Factors Associated with Restricted, Repetitive Behaviors and Interests and Diagnostic Severity Level Ratings in Young Children with Autism Spectrum Disorder.
The First Year Inventory spots 1-year-olds who later receive an ASD diagnosis, so add it to your early-screening toolkit.
01Research in Context
What this study did
Ben-Itzchak et al. (2021) checked if the First Year Inventory (FYI) spots toddlers who later get an autism diagnosis. Parents filled out the 63-item FYI when their baby turned one. The team followed the children until age three to see who received an ASD label, a different developmental delay, or typical development.
The study used a two-domain cutoff: social-communication plus sensory-regulatory. Kids who scored high on both areas were counted as FYI-positive.
What they found
About one in three FYI-positive toddlers later received an ASD diagnosis. Roughly eight in five of the high-scorers had some developmental concern by age three. The FYI rarely missed later ASD; most children who ended up with autism had been flagged at 12 months.

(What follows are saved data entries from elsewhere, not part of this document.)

use anyhow::Result;
use clap::Parser;
use std::fmt;
use std::time::Duration;

use crate::error::ApiError;

/// Default VerifyWise backend URL
pub const DEFAULT_BASE_URL: &str = "http://localhost:3000";

/// VerifyWise MCP server
#[derive(Parser, Debug)]
#[command(author, version, about, long_about = None)]
pub struct CliArgs {
    /// VerifyWise API base URL
    #[arg(long, env = "VERIFYWISE_BASE_URL", default_value = DEFAULT_BASE_URL)]
    pub base_url: String,

    /// VerifyWise admin email address
    #[arg(long, env = "VERIFYWISE_EMAIL")]
    pub email: Option<String>,

    /// VerifyWise admin password
    #[arg(long, env = "VERIFYWISE_PASSWORD", hide_env_values = true)]
    pub password: Option<String>,

    /// Log level (trace, debug, info, warn, error)
    #[arg(long, env = "VERIFYWISE_LOG_LEVEL", default_value = "info")]
    pub log_level: String,

    /// MCP transport mode (stdio, http)
    #[arg(long, env = "VERIFYWISE_TRANSPORT", default_value = "stdio")]
    pub transport: String,

    /// HTTP transport bind address (only used when transport=http)
    #[arg(long, env = "VERIFYWISE_HTTP_HOST", default_value = "127.0.0.1")]
    pub http_host: String,

    /// HTTP transport port (only used when transport=http)
    #[arg(long, env = "VERIFYWISE_HTTP_PORT", default_value = "8080")]
    pub http_port: u16,

    /// HTTP request timeout in seconds
    #[arg(long, env = "VERIFYWISE_REQUEST_TIMEOUT", default_value = "30.0")]
    pub request_timeout: f64,

    /// Maximum number of attempts for GET requests on transport failures
    #[arg(long, env = "VERIFYWISE_MAX_RETRIES", default_value = "3")]
    pub max_retries: u32,
}

/// Settings needed to build an `ApiClient`
#[derive(Clone, PartialEq)]
pub struct ClientConfig {
    pub base_url: String,
    pub email: String,
    pub password: String,
    pub request_timeout: Duration,
    pub max_retries: u32,
}

impl fmt::Debug for ClientConfig {
    fn fmt(&self, f: &mut fmt::Formatter<'_>) -> fmt::Result {
        f.debug_struct("ClientConfig")
            .field("base_url", &self.base_url)
            .field("email", &self.email)
            .field("password", &"<redacted>")
            .field("request_timeout", &self.request_timeout)
            .field("max_retries", &self.max_retries)
            .finish()
    }
}

impl ClientConfig {
    /// Build a client configuration from `VERIFYWISE_*` environment variables
    /// (and a `.env` file if present), ignoring process arguments.
    pub fn from_env() -> std::result::Result<Self, ApiError> {
        dotenvy::dotenv().ok();
        let args = CliArgs::try_parse_from(["verifywise-mcp"])
            .map_err(|e| ApiError::Config(e.to_string()))?;
        let config = Config::from_args(args)?;
        config.validate()?;
        Ok(config.client)
    }
}

#[derive(Clone, Debug, PartialEq)]
pub enum TransportMode {
    Stdio,
    Http,
}

#[derive(Clone, Debug)]
pub struct Config {
    // Upstream API
    pub client: ClientConfig,

    // MCP transport
    pub transport: TransportMode,
    pub http_host: String,
    pub http_port: u16,

    // Logging
    pub log_level: String,
}

impl Config {
    /// Load configuration from all sources with priority: CLI > ENV > .env > defaults
    pub fn load() -> Result<Self> {
        // Load .env file if it exists
        dotenvy::dotenv().ok();

        let args = CliArgs::parse();
        Ok(Self::from_args(args)?)
    }

    /// Build configuration from parsed arguments
    pub fn from_args(args: CliArgs) -> std::result::Result<Self, ApiError> {
        let email = args.email.ok_or_else(|| {
            ApiError::Config("VERIFYWISE_EMAIL is required (use --email or set the env var)".into())
        })?;
        let password = args.password.ok_or_else(|| {
            ApiError::Config(
                "VERIFYWISE_PASSWORD is required (use --password or set the env var)".into(),
            )
        })?;

        if !args.request_timeout.is_finite() || args.request_timeout <= 0.0 {
            return Err(ApiError::Config(format!(
                "VERIFYWISE_REQUEST_TIMEOUT must be a positive number of seconds, got {}",
                args.request_timeout
            )));
        }

        let request_timeout = Duration::try_from_secs_f64(args.request_timeout).map_err(|e| {
            ApiError::Config(format!(
                "VERIFYWISE_REQUEST_TIMEOUT is out of range ({}): {}",
                args.request_timeout, e
            ))
        })?;

        Ok(Config {
            client: ClientConfig {
                base_url: args.base_url.trim_end_matches('/').to_string(),
                email,
                password,
                request_timeout,
                max_retries: args.max_retries,
            },
            transport: parse_transport_mode(&args.transport)?,
            http_host: args.http_host,
            http_port: args.http_port,
            log_level: args.log_level,
        })
    }

    /// Validate configuration
    pub fn validate(&self) -> std::result::Result<(), ApiError> {
        let url = reqwest::Url::parse(&self.client.base_url).map_err(|e| {
            ApiError::Config(format!(
                "VERIFYWISE_BASE_URL is not a valid URL ({}): {}",
                self.client.base_url, e
            ))
        })?;
        if url.scheme() != "http" && url.scheme() != "https" {
            return Err(ApiError::Config(format!(
                "VERIFYWISE_BASE_URL must use http or https, got {}",
                url.scheme()
            )));
        }

        if self.client.email.trim().is_empty() {
            return Err(ApiError::Config("VERIFYWISE_EMAIL must not be empty".into()));
        }
        if self.client.password.is_empty() {
            return Err(ApiError::Config(
                "VERIFYWISE_PASSWORD must not be empty".into(),
            ));
        }

        Ok(())
    }
}

/// Parse transport mode from string
fn parse_transport_mode(s: &str) -> std::result::Result<TransportMode, ApiError> {
    match s.to_lowercase().as_str() {
        "stdio" => Ok(TransportMode::Stdio),
        "http" | "streamable-http" => Ok(TransportMode::Http),
        other => Err(ApiError::Config(format!(
            "VERIFYWISE_TRANSPORT must be stdio or http, got {}",
            other
        ))),
    }
}
// Login and refresh requests against the VerifyWise auth endpoints

use reqwest::Client;
use serde_json::Value;

use super::types::{extract_token, LoginRequest};
use crate::error::ApiError;

pub const LOGIN_PATH: &str = "/api/users/login";
pub const REFRESH_PATH: &str = "/api/users/refresh-token";

/// Exchange email/password for an access token.
/// The response also sets the HTTP-only refresh cookie on the client.
pub async fn login(
    client: &Client,
    base_url: &str,
    email: &str,
    password: &str,
) -> Result<String, ApiError> {
    tracing::debug!(email = %email, "Logging in to VerifyWise");

    let request = client
        .post(format!("{}{}", base_url, LOGIN_PATH))
        .json(&LoginRequest { email, password });

    let token = request_token(request, LOGIN_PATH).await?;
    tracing::debug!("Login successful; access token received");
    Ok(token)
}

/// Exchange the refresh cookie held by the client for a new access token
pub async fn refresh(client: &Client, base_url: &str) -> Result<String, ApiError> {
    tracing::debug!("Refreshing access token");

    let request = client.post(format!("{}{}", base_url, REFRESH_PATH));

    let token = request_token(request, REFRESH_PATH).await?;
    tracing::debug!("Token refreshed successfully");
    Ok(token)
}

async fn request_token(request: reqwest::RequestBuilder, path: &str) -> Result<String, ApiError> {
    let response = request.send().await.map_err(|e| ApiError::Network {
        path: path.to_string(),
        source: e,
    })?;

    let status = response.status();
    let body = response.text().await.map_err(|e| ApiError::Network {
        path: path.to_string(),
        source: e,
    })?;

    if !status.is_success() {
        tracing::warn!(status = status.as_u16(), path = %path, "Authentication request rejected");
        return Err(ApiError::api(status.as_u16(), &body));
    }

    let data: Value = serde_json::from_str(&body).map_err(|_| {
        ApiError::AuthResponse(format!("{} returned a non-JSON body", path))
    })?;

    extract_token(&data)
}
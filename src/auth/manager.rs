use anyhow::anyhow;
use std::sync::{Arc, RwLock};

use super::jwt::{is_token_expired, DEFAULT_EXPIRY_BUFFER_SECS};
use super::refresh;
use super::single_flight::SingleFlight;
use crate::error::ApiError;
use crate::transport::HttpTransport;

/// Token manager
/// Holds the current access token and performs login/refresh with single-flight refresh
pub struct TokenManager {
    /// Shared transport; its cookie jar carries the refresh token
    transport: Arc<HttpTransport>,

    /// Current access token
    access_token: RwLock<Option<String>>,

    /// Serializes refresh attempts made by `get_valid_token`
    refresh_flight: SingleFlight,

    /// Seconds before `exp` at which a token is treated as expired
    expiry_buffer: i64,
}

impl TokenManager {
    /// Create a manager with no token yet
    pub fn new(transport: Arc<HttpTransport>) -> Self {
        Self {
            transport,
            access_token: RwLock::new(None),
            refresh_flight: SingleFlight::new(),
            expiry_buffer: DEFAULT_EXPIRY_BUFFER_SECS,
        }
    }

    /// Create a manager that already holds `token`
    pub fn with_token(transport: Arc<HttpTransport>, token: impl Into<String>) -> Self {
        let manager = Self::new(transport);
        manager.store(token.into());
        manager
    }

    /// Authenticate with email/password and store the access token
    pub async fn login(&self, email: &str, password: &str, base_url: &str) -> Result<(), ApiError> {
        let client = self.transport.client()?;
        let token = refresh::login(&client, base_url, email, password).await?;
        self.store(token);
        Ok(())
    }

    /// Refresh the access token using the refresh cookie
    pub async fn refresh(&self, base_url: &str) -> Result<(), ApiError> {
        let client = self.transport.client()?;
        let token = refresh::refresh(&client, base_url).await?;
        self.store(token);
        Ok(())
    }

    /// Get a valid access token, refreshing if absent or expired.
    /// Concurrent callers share a single refresh and its outcome.
    pub async fn get_valid_token(&self, base_url: &str) -> Result<String, ApiError> {
        self.refresh_flight
            .run(
                || self.current_valid_token().is_some(),
                || self.refresh(base_url),
            )
            .await?;

        // A successful refresh always stores a token
        self.current_token()
            .ok_or_else(|| ApiError::Internal(anyhow!("No access token stored after refresh")))
    }

    /// The stored token, regardless of expiry
    pub fn current_token(&self) -> Option<String> {
        self.access_token
            .read()
            .unwrap_or_else(|poisoned| poisoned.into_inner())
            .clone()
    }

    /// Number of completed refresh attempts made through `get_valid_token`
    pub fn refresh_count(&self) -> u64 {
        self.refresh_flight.completed_flights()
    }

    fn current_valid_token(&self) -> Option<String> {
        self.current_token()
            .filter(|token| !is_token_expired(token, self.expiry_buffer))
    }

    fn store(&self, token: String) {
        let mut guard = self
            .access_token
            .write()
            .unwrap_or_else(|poisoned| poisoned.into_inner());
        *guard = Some(token);
    }
}
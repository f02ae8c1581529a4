// Process-wide client registry configured from the environment
//
// Kept in its own test binary: it mutates environment variables.

use std::sync::Arc;

#[tokio::test(flavor = "multi_thread", worker_threads = 4)]
async fn test_global_get_client_is_a_singleton() {
    std::env::set_var("VERIFYWISE_BASE_URL", "http://127.0.0.1:3000/");
    std::env::set_var("VERIFYWISE_EMAIL", "admin@example.com");
    std::env::set_var("VERIFYWISE_PASSWORD", "secret");
    std::env::set_var("VERIFYWISE_MAX_RETRIES", "2");

    let tasks: Vec<_> = (0..8)
        .map(|_| tokio::spawn(verifywise_mcp::get_client()))
        .collect();
    let clients: Vec<_> = futures::future::join_all(tasks)
        .await
        .into_iter()
        .map(|r| r.unwrap().unwrap())
        .collect();

    assert!(clients.iter().all(|c| Arc::ptr_eq(c, &clients[0])));
    assert_eq!(clients[0].base_url(), "http://127.0.0.1:3000");

    // Later configuration changes do not affect the shared client
    std::env::set_var("VERIFYWISE_BASE_URL", "http://example.invalid");
    let again = verifywise_mcp::get_client().await.unwrap();
    assert!(Arc::ptr_eq(&again, &clients[0]));
    assert_eq!(again.base_url(), "http://127.0.0.1:3000");
}
// Lazily constructed, shared API client

use once_cell::sync::Lazy;
use std::sync::Arc;
use tokio::sync::OnceCell;

use crate::config::ClientConfig;
use crate::error::ApiError;
use crate::http_client::ApiClient;

type ConfigLoader = Box<dyn Fn() -> Result<ClientConfig, ApiError> + Send + Sync>;

/// Hands out one shared `ApiClient`, built on first use.
///
/// Configuration is read by the loader exactly once, when the client is
/// constructed; later configuration changes have no effect.
pub struct ClientRegistry {
    client: OnceCell<Arc<ApiClient>>,
    loader: ConfigLoader,
}

impl ClientRegistry {
    /// Registry that builds its client from the configuration returned by `loader`
    pub fn new<F>(loader: F) -> Self
    where
        F: Fn() -> Result<ClientConfig, ApiError> + Send + Sync + 'static,
    {
        Self {
            client: OnceCell::new(),
            loader: Box::new(loader),
        }
    }

    /// Registry for an already known configuration
    pub fn from_config(config: ClientConfig) -> Self {
        Self::new(move || Ok(config.clone()))
    }

    /// Registry that always returns `client`
    pub fn with_client(client: Arc<ApiClient>) -> Self {
        Self {
            client: OnceCell::new_with(Some(client)),
            loader: Box::new(|| {
                Err(ApiError::Internal(anyhow::anyhow!(
                    "registry was created with a prebuilt client"
                )))
            }),
        }
    }

    /// Get the shared client, constructing it on the first call.
    /// Concurrent first callers construct exactly one client.
    pub async fn get_client(&self) -> Result<Arc<ApiClient>, ApiError> {
        self.client
            .get_or_try_init(|| async {
                let config = (self.loader)()?;
                tracing::debug!(base_url = %config.base_url, "Creating VerifyWise API client");
                Ok::<_, ApiError>(Arc::new(ApiClient::new(&config)?))
            })
            .await
            .cloned()
    }

    /// The client if it has been constructed
    pub fn get(&self) -> Option<Arc<ApiClient>> {
        self.client.get().cloned()
    }

    /// Close the client if it was ever constructed
    pub fn close(&self) {
        if let Some(client) = self.client.get() {
            client.close();
        }
    }
}

/// Process-wide registry configured from `VERIFYWISE_*` environment variables
static GLOBAL_REGISTRY: Lazy<ClientRegistry> = Lazy::new(|| ClientRegistry::new(ClientConfig::from_env));

/// Return the process-wide shared client, creating it from the environment on first use
pub async fn get_client() -> Result<Arc<ApiClient>, ApiError> {
    GLOBAL_REGISTRY.get_client().await
}

#[cfg(test)]
mod tests {
    use super::*;
    use std::sync::atomic::{AtomicUsize, Ordering};
    use std::time::Duration;
    use tokio_test::{assert_err, assert_ok};

    fn config() -> ClientConfig {
        ClientConfig {
            base_url: "http://localhost:3000".to_string(),
            email: "test@example.com".to_string(),
            password: "testpass".to_string(),
            request_timeout: Duration::from_secs(30),
            max_retries: 3,
        }
    }

    #[tokio::test]
    async fn test_get_client_returns_same_instance() {
        let registry = ClientRegistry::from_config(config());

        let c1 = registry.get_client().await.unwrap();
        let c2 = registry.get_client().await.unwrap();

        assert!(Arc::ptr_eq(&c1, &c2));
    }

    #[tokio::test(flavor = "multi_thread", worker_threads = 4)]
    async fn test_concurrent_first_calls_build_one_client() {
        let loads = Arc::new(AtomicUsize::new(0));
        let counter = loads.clone();
        let registry = Arc::new(ClientRegistry::new(move || {
            counter.fetch_add(1, Ordering::SeqCst);
            Ok(config())
        }));

        let tasks: Vec<_> = (0..16)
            .map(|_| {
                let registry = registry.clone();
                tokio::spawn(async move { registry.get_client().await })
            })
            .collect();

        let clients: Vec<Arc<ApiClient>> = futures::future::join_all(tasks)
            .await
            .into_iter()
            .map(|r| r.unwrap().unwrap())
            .collect();

        assert_eq!(loads.load(Ordering::SeqCst), 1);
        assert!(clients.iter().all(|c| Arc::ptr_eq(c, &clients[0])));
    }

    #[tokio::test]
    async fn test_failed_construction_can_be_retried() {
        let attempts = Arc::new(AtomicUsize::new(0));
        let counter = attempts.clone();
        let registry = ClientRegistry::new(move || {
            if counter.fetch_add(1, Ordering::SeqCst) == 0 {
                Err(ApiError::Config("VERIFYWISE_EMAIL is required".to_string()))
            } else {
                Ok(config())
            }
        });

        let err = assert_err!(registry.get_client().await.map(|_| ()));
        assert!(matches!(err, ApiError::Config(_)));
        assert!(registry.get().is_none());

        assert_ok!(registry.get_client().await);
        assert!(registry.get().is_some());
    }

    #[tokio::test]
    async fn test_with_client_and_close() {
        let client = Arc::new(ApiClient::new(&config()).unwrap());
        let registry = ClientRegistry::with_client(client.clone());

        let got = registry.get_client().await.unwrap();
        assert!(Arc::ptr_eq(&got, &client));

        registry.close();
        assert!(client.is_closed());
    }
}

The results say the FYI is good at catching early risk, not perfect at predicting exact diagnosis.
How this fits with other research
Watson et al. (2007) asked parents to look back and fill out the FYI for preschoolers who already had ASD. They also saw higher FYI scores in the ASD group. Ben-Itzchak et al. (2021) moved from memory to real time, showing the same tool works before anyone knows the outcome. The new study extends, not contradicts, the older one.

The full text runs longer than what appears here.